Dataset entries

//! Error type for `letterbox-store-rest`.

use reqwest::StatusCode;
use thiserror::Error;

#[derive(Debug, Error)]
pub enum Error {
  /// Endpoint or access key missing; the client was constructed in degraded
  /// mode and every call lands here until configuration is supplied.
  #[error("store not configured: endpoint and access key are required")]
  NotConfigured,

  #[error("transport error: {0}")]
  Transport(#[from] reqwest::Error),

  /// The store answered with a non-success status.
  #[error("store rejected request ({status}): {message}")]
  Rejected {
    status:  StatusCode,
    message: String,
  },
}

pub type Result<T, E = Error> = std::result::Result<T, E>;
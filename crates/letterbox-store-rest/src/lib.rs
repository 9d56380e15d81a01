//! Hosted-store backend for the Letterbox submission store.
//!
//! Speaks the hosted store's REST dialect (PostgREST) over HTTPS, authenticated
//! with an access key. The store itself is an opaque collaborator — this crate
//! is only a client for it.

mod store;

pub mod config;
pub mod error;

pub use config::StoreConfig;
pub use error::{Error, Result};
pub use store::RestStore;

* [Goal of the exercise] Beginning at the first line of the records, retype exactly every line up to and including the one with "pub mod config;".

* [Answer]
//! Error type for `letterbox-store-rest`.

use reqwest::StatusCode;
use thiserror::Error;

#[derive(Debug, Error)]
pub enum Error {
  /// Endpoint or access key missing; the client was constructed in degraded
  /// mode and every call lands here until configuration is supplied.
  #[error("store not configured: endpoint and access key are required")]
  NotConfigured,

  #[error("transport error: {0}")]
  Transport(#[from] reqwest::Error),

  /// The store answered with a non-success status.
  #[error("store rejected request ({status}): {message}")]
  Rejected {
    status:  StatusCode,
    message: String,
  },
}

pub type Result<T, E = Error> = std::result::Result<T, E>;
filename crates/letterbox-store-rest/src/lib.rs
repository 9d56380e15d81a01
//! Hosted-store backend for the Letterbox submission store.
//!
//! Speaks the hosted store's REST dialect (PostgREST) over HTTPS, authenticated
//! with an access key. The store itself is an opaque collaborator — this crate
//! is only a client for it.

mod store;

pub mod config;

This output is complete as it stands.